I changed default memory settings, which means we'll only be able to run 3 pods on a 16GB node. This issue is a good basis for further investigation and subsequently trying to go below 4GB pod size again.

jdries commented 8 months ago

This issue is quite important because the high memory overhead is making a lot of jobs crash.

One theory is that it's caused by cached gdal datasets, so we could consider having a smaller cache, I added an env var for that: GDAL_DATASET_CACHE_SIZE

EmileSonneveld commented 8 months ago

I reverted some changes for this ticket to get trough integrationtests: https://github.com/Open-EO/openeo-geotrellis-extensions/commit/e4ecc450d84b1bc1d3257751d48aa9bba36ca20f

jdries commented 7 months ago

I was able to run the job with much lower memory, with these specific settings, leaving others unchanged:

    memory: 1G
    memoryOverhead: 2G
    - name: GDAL_DATASET_CACHE_SIZE
      value: "8"
    - name: GDAL_CACHEMAX
      value: "80"

Data loading time: 10.7h Peak memory recorded: 2.65GB

jdries commented 7 months ago

Settings do seem to impact performance?

Data loading time: 6.8 h 
    - name: GDAL_CACHEMAX
      value: "150"
    - name: GDAL_DATASET_CACHE_SIZE
      value: "32"
    memory: 1G
    memoryOverhead: 4G

In this last job, individual pods peaked at 3.9GB (recorded), while most pods stayed even below 3GB. This again shows that the OOM problem is really about individual pods.

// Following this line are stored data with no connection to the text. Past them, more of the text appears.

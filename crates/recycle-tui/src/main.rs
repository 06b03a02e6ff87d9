//! recycle - terminal login client for the recycle app.
//!
//! Shows the login screen, signs the user in against the recycle backend
//! and keeps the session token for the next start.

mod app;
mod ui;

use std::io::{self, Write};
use std::path::{Path, PathBuf};
use std::time::{Duration, Instant};

use anyhow::{Context, Result};
use crossterm::{
    event::{self, DisableMouseCapture, EnableMouseCapture, Event, KeyCode, KeyModifiers},
    execute,
    terminal::{disable_raw_mode, enable_raw_mode, EnterAlternateScreen, LeaveAlternateScreen},
};
use ratatui::{backend::CrosstermBackend, Terminal};
use recycle_core::{ApiClient, Config, Credentials, LoginFlow, Route, Session, SubmitOutcome};
use tracing::{info, warn};
use tracing_appender::non_blocking::WorkerGuard;
use tracing_subscriber::{fmt, prelude::*, EnvFilter};

use app::{App, AppState};
use ui::input::handle_input;
use ui::render::render;

// ============================================================================
// Constants
// ============================================================================

/// Timeout for polling terminal events (in milliseconds)
const EVENT_POLL_TIMEOUT_MS: u64 = 100;

/// Log file name prefix inside the data directory
const LOG_FILE_PREFIX: &str = "recycle.log";

const USAGE: &str = "Usage: recycle [--login | --logout | --help]

  (no args)   Open the login screen
  --login     Sign in from the command line
  --logout    Remove the stored session token";

/// What the command line asked for
#[derive(Debug, Clone, Copy, PartialEq, Eq)]
enum Command {
    Tui,
    Login,
    Logout,
    Help,
}

fn parse_args(args: &[String]) -> Result<Command> {
    match args.get(1).map(String::as_str) {
        None => Ok(Command::Tui),
        Some("--login") => Ok(Command::Login),
        Some("--logout") => Ok(Command::Logout),
        Some("--help") | Some("-h") => Ok(Command::Help),
        Some(other) => Err(anyhow::anyhow!("Unknown argument: {}", other)),
    }
}

/// Initialize the tracing subscriber for logging.
///
/// The TUI owns the terminal, so logs go to a daily file in the data
/// directory. Use RUST_LOG env var to control log level (e.g., RUST_LOG=debug).
fn init_tracing(data_dir: &Path) -> WorkerGuard {
    let filter = EnvFilter::try_from_default_env().unwrap_or_else(|_| EnvFilter::new("warn"));

    let _ = std::fs::create_dir_all(data_dir);
    let file_appender = tracing_appender::rolling::daily(data_dir, LOG_FILE_PREFIX);
    let (writer, guard) = tracing_appender::non_blocking(file_appender);

    tracing_subscriber::registry()
        .with(fmt::layer().with_writer(writer).with_ansi(false))
        .with(filter)
        .init();

    guard
}

fn load_config() -> Config {
    match Config::load() {
        Ok(c) => c,
        Err(e) => {
            warn!(error = %e, "Failed to load config, using defaults");
            Config::default()
        }
    }
}

/// API client for the configured backend. RECYCLE_API_URL wins over config
/// without being written back to it.
fn api_client(config: &Config) -> Result<ApiClient> {
    match std::env::var("RECYCLE_API_URL") {
        Ok(url) => ApiClient::with_base_url(&url),
        Err(_) => ApiClient::with_base_url(config.api_base_url()),
    }
}

#[tokio::main]
async fn main() -> Result<()> {
    // Load .env file if present (silently ignore if not found)
    let _ = dotenvy::dotenv();

    let data_dir = Config::data_dir().unwrap_or_else(|_| PathBuf::from("./data"));
    let log_guard = init_tracing(&data_dir);

    let args: Vec<String> = std::env::args().collect();
    let command = match parse_args(&args) {
        Ok(command) => command,
        Err(e) => {
            warn!(error = %e, "Bad command line");
            eprintln!("{}\n\n{}", e, USAGE);
            // exit() skips destructors; flush the log writer first
            drop(log_guard);
            std::process::exit(2);
        }
    };

    let config = load_config();
    let session = Session::new(config.open_store(&data_dir));

    match command {
        Command::Tui => {}
        Command::Logout => return logout(&session),
        Command::Login => return login_interactive(config, session).await,
        Command::Help => {
            println!("{}", USAGE);
            return Ok(());
        }
    }

    info!("recycle starting");

    let api = api_client(&config)?;
    let flow = LoginFlow::new(api, session, config.redirect_delay());
    let config_path = Config::config_path().ok();
    let mut app = App::new(config, flow, config_path).with_prefill(
        std::env::var("RECYCLE_EMAIL").ok(),
        std::env::var("RECYCLE_PASSWORD").ok(),
    );

    // Setup terminal
    enable_raw_mode()?;
    let mut stdout = io::stdout();
    execute!(stdout, EnterAlternateScreen, EnableMouseCapture)?;
    let backend = CrosstermBackend::new(stdout);
    let mut terminal = Terminal::new(backend)?;

    app.start_login();

    // Main loop
    let result = run_app(&mut terminal, &mut app).await;
    app.flow.finish_pending_writes().await;

    // Restore terminal
    disable_raw_mode()?;
    execute!(
        terminal.backend_mut(),
        LeaveAlternateScreen,
        DisableMouseCapture
    )?;
    terminal.show_cursor()?;

    if let Err(e) = result {
        eprintln!("Error: {}", e);
    }

    info!("recycle shutting down");
    Ok(())
}

async fn run_app(
    terminal: &mut Terminal<CrosstermBackend<io::Stdout>>,
    app: &mut App,
) -> Result<()> {
    loop {
        // Draw UI
        terminal.draw(|f| render(f, app))?;

        // Poll for events with timeout to allow background updates
        if event::poll(Duration::from_millis(EVENT_POLL_TIMEOUT_MS))? {
            if let Event::Key(key) = event::read()? {
                // Ctrl+C to quit
                if key.code == KeyCode::Char('c') && key.modifiers.contains(KeyModifiers::CONTROL) {
                    return Ok(());
                }

                if handle_input(app, key)? {
                    return Ok(());
                }
            }
        }

        // Check for completed background tasks
        app.check_background_tasks(Instant::now());

        // Let spawned tasks make progress between frames
        tokio::task::yield_now().await;

        if matches!(app.state, AppState::Quitting) {
            return Ok(());
        }
    }
}

/// Remove the stored session token
fn logout(session: &Session) -> Result<()> {
    session.clear()?;
    info!("Session token removed");
    println!("Signed out.");
    Ok(())
}

/// Command-line login, same flow as the login screen
async fn login_interactive(mut config: Config, session: Session) -> Result<()> {
    if session.is_signed_in()? {
        println!("Already signed in. Use --logout to sign out first.");
        return Ok(());
    }

    println!("\n=== Login to Your Account ===\n");

    let email = prompt_email(config.last_email.as_deref())?;
    let password = rpassword::prompt_password("Password: ").context("Failed to read password")?;
    let credentials = Credentials::new(email, password);
    let normalized = credentials.normalized_email();

    let api = api_client(&config)?;
    let mut flow = LoginFlow::new(api, session, config.redirect_delay());
    flow.activate();
    // Session check result; no token was found above
    flow.wait_for_update().await;

    match flow.submit(credentials) {
        SubmitOutcome::Submitted => {}
        SubmitOutcome::Rejected(e) => {
            eprintln!("Validation Error: {}", e);
            return Ok(());
        }
        SubmitOutcome::Busy | SubmitOutcome::Inactive => {
            return Err(anyhow::anyhow!("Login flow not ready"));
        }
    }

    println!("\nLogging in...");

    match flow.wait_for_update().await {
        Some(Route::Main) => {
            flow.finish_pending_writes().await;
            config.last_email = Some(normalized);
            if let Err(e) = config.save() {
                warn!(error = %e, "Failed to save config");
            }
            println!("Login successful!\n");
        }
        _ => {
            if let Some(alert) = flow.alert() {
                eprintln!("{}: {}", alert.title(), alert.message());
            }
        }
    }
    flow.deactivate();
    Ok(())
}

fn prompt_email(last_email: Option<&str>) -> Result<String> {
    match last_email {
        Some(last) => print!("Email [{}]: ", last),
        None => print!("Email: "),
    }
    io::stdout().flush()?;

    let mut input = String::new();
    io::stdin().read_line(&mut input)?;
    let input = input.trim();

    Ok(match last_email {
        Some(last) if input.is_empty() => last.to_string(),
        _ => input.to_string(),
    })
}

jdries commented 7 months ago
Total Time Across All Tasks: 9.2 h 
    - name: GDAL_DATASET_CACHE_SIZE
      value: "16"
    - name: GDAL_CACHEMAX
      value: "150"
    memory: 1G
    memoryOverhead: 4G

Peak memory: 3.3GB

jdries commented 7 months ago

Total Time Across All Tasks: 8.2 h memory: 1G memoryOverhead: 3G

jdries commented 7 months ago

Total Time Across All Tasks: 7.2 h

jdries commented 7 months ago

Total Time Across All Tasks: 7.6 h memory: 1G memoryOverhead: 3G

jdries commented 7 months ago

Total Time Across All Tasks: 7.4 h memory: 1G memoryOverhead: 3G

jdries commented 7 months ago

Had a working job using below 4GB (one executor went OOM, but it survived):


      "executor-memory": "1800m",
      "executor-memoryOverhead": "2G",
        "gdal-cachemax":"100",
        "gdal-dataset-cache-size":"12"

Billing
Incurred Costs:
74 credits
Usage Metrics
CPU usage
56,890.597 cpu-seconds
Wall time
1,831 seconds
Input Pixel
12,953.25 mega-pixel
Memory usage
182,775,168.592 mb-seconds
Network Received
6,288,949,351,996 b
jdries commented 3 months ago

GLI example runs better now. Mainly thanks to subsequent improvements to reading, and executor decommissioning.